◆ EXERCISE: The required output is the lines below from the line containing "into a batch" to the line containing "models, bounds each", inclusive, retyped exactly. No other lines belong in it.

◆ MATERIAL SHOWN:

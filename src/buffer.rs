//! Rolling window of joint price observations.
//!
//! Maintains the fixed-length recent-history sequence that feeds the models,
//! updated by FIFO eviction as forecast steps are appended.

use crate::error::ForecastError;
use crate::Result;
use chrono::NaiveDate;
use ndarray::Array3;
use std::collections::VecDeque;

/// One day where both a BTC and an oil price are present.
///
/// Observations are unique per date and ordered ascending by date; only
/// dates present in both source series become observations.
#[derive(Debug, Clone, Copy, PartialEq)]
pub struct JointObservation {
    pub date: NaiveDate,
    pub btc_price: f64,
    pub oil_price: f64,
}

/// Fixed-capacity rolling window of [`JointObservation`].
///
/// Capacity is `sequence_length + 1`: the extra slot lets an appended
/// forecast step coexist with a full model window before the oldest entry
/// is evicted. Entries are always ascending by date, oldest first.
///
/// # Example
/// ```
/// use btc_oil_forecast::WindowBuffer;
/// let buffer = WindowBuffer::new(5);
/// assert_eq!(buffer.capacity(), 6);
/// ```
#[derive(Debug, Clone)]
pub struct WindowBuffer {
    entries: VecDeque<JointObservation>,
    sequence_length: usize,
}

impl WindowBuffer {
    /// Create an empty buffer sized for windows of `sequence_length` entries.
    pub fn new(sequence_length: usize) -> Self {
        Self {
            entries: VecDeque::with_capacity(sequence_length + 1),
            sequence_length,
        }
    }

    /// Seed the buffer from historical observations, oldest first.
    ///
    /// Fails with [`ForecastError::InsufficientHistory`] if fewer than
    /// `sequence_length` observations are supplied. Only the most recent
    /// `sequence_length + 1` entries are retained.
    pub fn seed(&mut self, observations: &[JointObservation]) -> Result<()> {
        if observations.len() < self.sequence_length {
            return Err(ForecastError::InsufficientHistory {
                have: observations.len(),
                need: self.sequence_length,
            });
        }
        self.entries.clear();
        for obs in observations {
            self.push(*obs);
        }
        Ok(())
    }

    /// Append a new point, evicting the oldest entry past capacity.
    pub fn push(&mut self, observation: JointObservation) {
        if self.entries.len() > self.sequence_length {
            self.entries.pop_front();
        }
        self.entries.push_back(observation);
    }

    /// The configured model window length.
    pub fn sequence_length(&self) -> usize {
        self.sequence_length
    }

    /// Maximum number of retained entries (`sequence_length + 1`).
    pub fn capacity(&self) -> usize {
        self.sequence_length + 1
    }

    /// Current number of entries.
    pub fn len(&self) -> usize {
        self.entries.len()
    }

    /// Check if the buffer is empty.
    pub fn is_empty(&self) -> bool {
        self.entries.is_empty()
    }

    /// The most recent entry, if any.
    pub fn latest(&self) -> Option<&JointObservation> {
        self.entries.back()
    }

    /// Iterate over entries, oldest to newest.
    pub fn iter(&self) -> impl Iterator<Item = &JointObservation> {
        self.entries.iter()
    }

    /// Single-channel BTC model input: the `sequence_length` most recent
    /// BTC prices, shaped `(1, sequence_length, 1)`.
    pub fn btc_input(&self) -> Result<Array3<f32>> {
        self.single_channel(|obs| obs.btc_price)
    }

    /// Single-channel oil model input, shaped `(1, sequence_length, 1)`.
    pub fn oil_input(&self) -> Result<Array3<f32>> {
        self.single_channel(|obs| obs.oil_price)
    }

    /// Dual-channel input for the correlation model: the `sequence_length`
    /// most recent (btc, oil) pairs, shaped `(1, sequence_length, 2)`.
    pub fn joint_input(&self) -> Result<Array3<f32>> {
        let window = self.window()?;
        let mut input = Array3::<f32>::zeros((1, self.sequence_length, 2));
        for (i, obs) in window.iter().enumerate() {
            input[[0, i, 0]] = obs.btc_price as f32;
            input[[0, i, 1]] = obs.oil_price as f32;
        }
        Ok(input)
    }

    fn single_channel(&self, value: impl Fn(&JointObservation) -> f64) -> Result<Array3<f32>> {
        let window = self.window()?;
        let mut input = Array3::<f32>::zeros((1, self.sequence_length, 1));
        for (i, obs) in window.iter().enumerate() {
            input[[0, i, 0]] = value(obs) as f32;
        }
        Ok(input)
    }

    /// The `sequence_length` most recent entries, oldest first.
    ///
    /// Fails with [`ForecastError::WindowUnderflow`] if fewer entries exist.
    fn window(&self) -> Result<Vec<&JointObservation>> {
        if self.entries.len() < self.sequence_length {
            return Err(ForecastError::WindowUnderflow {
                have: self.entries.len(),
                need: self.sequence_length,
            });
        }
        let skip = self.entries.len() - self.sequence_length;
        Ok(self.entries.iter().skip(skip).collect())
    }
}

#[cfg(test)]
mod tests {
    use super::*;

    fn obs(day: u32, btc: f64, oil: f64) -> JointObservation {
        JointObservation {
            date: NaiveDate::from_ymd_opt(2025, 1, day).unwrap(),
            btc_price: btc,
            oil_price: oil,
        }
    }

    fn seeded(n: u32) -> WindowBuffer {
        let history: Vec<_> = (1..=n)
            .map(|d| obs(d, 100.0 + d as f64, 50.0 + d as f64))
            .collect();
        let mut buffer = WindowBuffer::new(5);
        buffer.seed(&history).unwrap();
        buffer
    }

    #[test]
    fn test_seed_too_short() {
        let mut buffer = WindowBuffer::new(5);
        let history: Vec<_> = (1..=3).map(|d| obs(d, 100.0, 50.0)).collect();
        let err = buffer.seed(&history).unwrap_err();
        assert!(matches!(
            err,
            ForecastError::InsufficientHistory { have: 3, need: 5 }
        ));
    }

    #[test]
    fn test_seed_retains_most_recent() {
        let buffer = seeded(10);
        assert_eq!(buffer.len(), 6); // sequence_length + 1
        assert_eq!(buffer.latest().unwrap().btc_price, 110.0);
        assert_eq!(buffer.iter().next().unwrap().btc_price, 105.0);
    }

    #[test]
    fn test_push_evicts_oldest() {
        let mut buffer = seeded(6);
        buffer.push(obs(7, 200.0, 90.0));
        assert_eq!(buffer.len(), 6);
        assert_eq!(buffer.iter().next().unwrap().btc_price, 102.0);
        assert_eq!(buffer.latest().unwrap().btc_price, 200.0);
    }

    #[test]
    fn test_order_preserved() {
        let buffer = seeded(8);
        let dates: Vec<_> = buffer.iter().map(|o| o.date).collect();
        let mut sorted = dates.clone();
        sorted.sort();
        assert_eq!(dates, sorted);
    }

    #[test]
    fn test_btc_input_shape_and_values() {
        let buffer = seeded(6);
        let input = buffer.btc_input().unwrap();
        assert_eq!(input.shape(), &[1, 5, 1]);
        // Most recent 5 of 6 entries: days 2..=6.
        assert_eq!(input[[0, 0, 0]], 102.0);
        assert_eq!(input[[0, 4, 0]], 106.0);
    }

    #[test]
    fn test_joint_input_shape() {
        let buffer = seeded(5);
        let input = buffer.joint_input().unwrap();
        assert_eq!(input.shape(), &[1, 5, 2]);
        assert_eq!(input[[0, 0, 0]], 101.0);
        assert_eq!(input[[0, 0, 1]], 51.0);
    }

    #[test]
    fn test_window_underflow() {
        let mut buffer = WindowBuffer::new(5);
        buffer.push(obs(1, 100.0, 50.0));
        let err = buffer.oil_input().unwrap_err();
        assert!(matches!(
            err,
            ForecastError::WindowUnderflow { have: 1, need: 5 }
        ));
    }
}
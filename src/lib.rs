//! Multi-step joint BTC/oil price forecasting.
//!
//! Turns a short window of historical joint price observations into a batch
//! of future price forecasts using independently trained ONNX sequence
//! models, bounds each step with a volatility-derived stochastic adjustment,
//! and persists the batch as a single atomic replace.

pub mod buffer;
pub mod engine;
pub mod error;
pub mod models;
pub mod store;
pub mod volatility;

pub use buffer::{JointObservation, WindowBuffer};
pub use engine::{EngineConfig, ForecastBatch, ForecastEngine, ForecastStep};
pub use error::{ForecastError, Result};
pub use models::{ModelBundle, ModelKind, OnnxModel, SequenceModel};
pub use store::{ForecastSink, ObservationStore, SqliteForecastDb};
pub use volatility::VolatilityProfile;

◆ OUTPUT BELOW:
//! Turns a short window of historical joint price observations into a batch
//! of future price forecasts using independently trained ONNX sequence
//! models, bounds each step with a volatility-derived stochastic adjustment,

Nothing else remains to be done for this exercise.